-- Records for processing follows --

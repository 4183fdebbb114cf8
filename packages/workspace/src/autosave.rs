//! # Autosave Coordinator
//!
//! Debounced persistence with exponential-backoff retries.
//!
//! ```text
//!            start()                 timer expires
//!   Idle ───────────► Pending ───────────────────► Saving
//!    ▲                  │ cancel()                 │  │
//!    └──────────────────┘                  success │  │ retries exhausted
//!                                                  ▼  ▼
//!                                              Saved  Error ── retry() ──► Saving
//! ```
//!
//! A failed save is retried after `retry_delay * 2^(attempt-1)` up to
//! `max_retries` times. `cancel()` only drops a pending timer; a save that
//! is already running always completes. `stop()` disables the coordinator
//! for good.

use crate::error::WorkspaceResult;
use crate::scheduler::ScheduledTask;
use blockforge_common::AutosaveConfig;
use chrono::{DateTime, Utc};
use futures::future::{BoxFuture, FutureExt};
use serde::{Deserialize, Serialize};
use std::future::Future;
use std::sync::{Arc, Mutex, MutexGuard, PoisonError};
use tokio::sync::watch;

/// Persistence collaborator, invoked once per save attempt
pub type SaveCallback = Arc<dyn Fn() -> BoxFuture<'static, Result<(), String>> + Send + Sync>;

/// Wrap an async closure as a [`SaveCallback`]
pub fn save_callback<F, Fut>(save: F) -> SaveCallback
where
    F: Fn() -> Fut + Send + Sync + 'static,
    Fut: Future<Output = Result<(), String>> + Send + 'static,
{
    Arc::new(move || save().boxed())
}

#[derive(Debug, Clone, Copy, PartialEq, Eq, Serialize, Deserialize)]
#[serde(rename_all = "camelCase")]
pub enum AutosaveStatus {
    Idle,
    Pending,
    Saving,
    Saved,
    Error,
}

#[derive(Debug, Clone, PartialEq, Serialize, Deserialize)]
#[serde(rename_all = "camelCase")]
pub struct AutosaveState {
    pub status: AutosaveStatus,
    pub last_saved_at: Option<DateTime<Utc>>,
    pub error: Option<String>,
}

impl Default for AutosaveState {
    fn default() -> Self {
        Self {
            status: AutosaveStatus::Idle,
            last_saved_at: None,
            error: None,
        }
    }
}

#[derive(Debug, Default)]
struct Flags {
    stopped: bool,
    /// The debounce timer is armed
    scheduled: bool,
    in_flight: bool,
    /// A save was requested while another one was running
    rerun: bool,
}

struct Inner {
    config: AutosaveConfig,
    save: SaveCallback,
    timer: Mutex<ScheduledTask>,
    flags: Mutex<Flags>,
    state: watch::Sender<AutosaveState>,
}

#[derive(Clone)]
pub struct AutosaveCoordinator {
    inner: Arc<Inner>,
}

fn lock<T>(mutex: &Mutex<T>) -> MutexGuard<'_, T> {
    mutex.lock().unwrap_or_else(PoisonError::into_inner)
}

impl AutosaveCoordinator {
    /// Must be called from within a tokio runtime
    pub fn new(config: AutosaveConfig, save: SaveCallback) -> WorkspaceResult<Self> {
        let (state, _) = watch::channel(AutosaveState::default());
        Ok(Self {
            inner: Arc::new(Inner {
                config,
                save,
                timer: Mutex::new(ScheduledTask::new()?),
                flags: Mutex::new(Flags::default()),
                state,
            }),
        })
    }

    /// Arm (or re-arm) the debounce timer
    pub fn start(&self) {
        {
            let mut flags = lock(&self.inner.flags);
            if flags.stopped {
                return;
            }
            flags.scheduled = true;
        }

        let inner = self.inner.clone();
        lock(&self.inner.timer).arm(self.inner.config.debounce(), async move {
            lock(&inner.flags).scheduled = false;
            // Detach so cancelling the timer never aborts a running save
            tokio::spawn(Inner::run(inner));
        });

        self.inner.state.send_modify(|state| {
            if state.status != AutosaveStatus::Saving {
                state.status = AutosaveStatus::Pending;
            }
        });
        tracing::debug!(debounce_ms = self.inner.config.debounce_ms, "autosave scheduled");
    }

    /// Drop a pending save; an in-flight save is left alone
    pub fn cancel(&self) -> bool {
        let cancelled = lock(&self.inner.timer).cancel();
        let rerun = {
            let mut flags = lock(&self.inner.flags);
            flags.scheduled = false;
            std::mem::take(&mut flags.rerun)
        };
        self.inner.reset_pending();
        cancelled || rerun
    }

    /// Re-attempt immediately after retries were exhausted
    pub fn retry(&self) -> bool {
        {
            let mut flags = lock(&self.inner.flags);
            if flags.stopped || flags.in_flight || self.status() != AutosaveStatus::Error {
                return false;
            }
            flags.in_flight = true;
            self.inner
                .state
                .send_modify(|state| state.status = AutosaveStatus::Saving);
        }
        tracing::info!("autosave retry requested");
        tokio::spawn(Inner::drive(self.inner.clone()));
        true
    }

    /// Permanently disable; a running save still completes
    pub fn stop(&self) {
        {
            let mut flags = lock(&self.inner.flags);
            flags.stopped = true;
            flags.scheduled = false;
        }
        lock(&self.inner.timer).cancel();
        self.inner.reset_pending();
        tracing::info!("autosave stopped");
    }

    pub fn is_stopped(&self) -> bool {
        lock(&self.inner.flags).stopped
    }

    pub fn is_pending(&self) -> bool {
        self.status() == AutosaveStatus::Pending
    }

    pub fn is_saving(&self) -> bool {
        self.status() == AutosaveStatus::Saving
    }

    pub fn status(&self) -> AutosaveStatus {
        self.inner.state.borrow().status
    }

    pub fn last_saved_at(&self) -> Option<DateTime<Utc>> {
        self.inner.state.borrow().last_saved_at
    }

    pub fn error(&self) -> Option<String> {
        self.inner.state.borrow().error.clone()
    }

    pub fn state(&self) -> AutosaveState {
        self.inner.state.borrow().clone()
    }

    pub fn subscribe(&self) -> watch::Receiver<AutosaveState> {
        self.inner.state.subscribe()
    }
}

impl std::fmt::Debug for AutosaveCoordinator {
    fn fmt(&self, f: &mut std::fmt::Formatter<'_>) -> std::fmt::Result {
        f.debug_struct("AutosaveCoordinator")
            .field("config", &self.inner.config)
            .field("state", &*self.inner.state.borrow())
            .finish()
    }
}

impl Inner {
    fn reset_pending(&self) {
        self.state.send_modify(|state| {
            if state.status == AutosaveStatus::Pending {
                state.status = AutosaveStatus::Idle;
            }
        });
    }

    async fn run(inner: Arc<Inner>) {
        {
            let mut flags = lock(&inner.flags);
            if flags.stopped {
                return;
            }
            if flags.in_flight {
                flags.rerun = true;
                return;
            }
            flags.in_flight = true;
        }
        Inner::drive(inner).await;
    }

    /// Save until no rerun is requested; the caller holds `in_flight`
    async fn drive(inner: Arc<Inner>) {
        loop {
            inner.save_with_retries().await;

            let mut flags = lock(&inner.flags);
            if flags.rerun && !flags.stopped {
                flags.rerun = false;
                continue;
            }
            flags.in_flight = false;
            flags.rerun = false;
            break;
        }
    }

    /// Another save is already scheduled behind the one that just finished
    fn save_queued(&self) -> bool {
        let flags = lock(&self.flags);
        flags.scheduled || flags.rerun
    }

    async fn save_with_retries(&self) {
        self.state.send_modify(|state| {
            state.status = AutosaveStatus::Saving;
            state.error = None;
        });

        let mut attempt: u32 = 0;
        loop {
            match (self.save)().await {
                Ok(()) => {
                    let now = Utc::now();
                    let status = if self.save_queued() {
                        AutosaveStatus::Pending
                    } else {
                        AutosaveStatus::Saved
                    };
                    self.state.send_modify(|state| {
                        state.status = status;
                        state.last_saved_at = Some(now);
                        state.error = None;
                    });
                    tracing::info!(retries = attempt, "autosave complete");
                    return;
                }
                Err(err) if attempt >= self.config.max_retries => {
                    tracing::error!(error = %err, attempts = attempt + 1, "autosave failed");
                    let status = if self.save_queued() {
                        AutosaveStatus::Pending
                    } else {
                        AutosaveStatus::Error
                    };
                    self.state.send_modify(|state| {
                        state.status = status;
                        state.error = Some(err);
                    });
                    return;
                }
                Err(err) => {
                    attempt += 1;
                    let delay = self.config.retry_delay(attempt);
                    tracing::warn!(
                        error = %err,
                        attempt,
                        delay_ms = delay.as_millis() as u64,
                        "autosave attempt failed, retrying",
                    );
                    tokio::time::sleep(delay).await;

                    if lock(&self.flags).stopped {
                        self.state.send_modify(|state| state.status = AutosaveStatus::Idle);
                        return;
                    }
                }
            }
        }
    }
}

-- Records for processing concluded --

→ **Task objective**: What lines of the material above hold the string "completes"? Please copy them.

→ **Solution for this problem**:
//! is already running always completes. `stop()` disables the coordinator
    /// Permanently disable; a running save still completes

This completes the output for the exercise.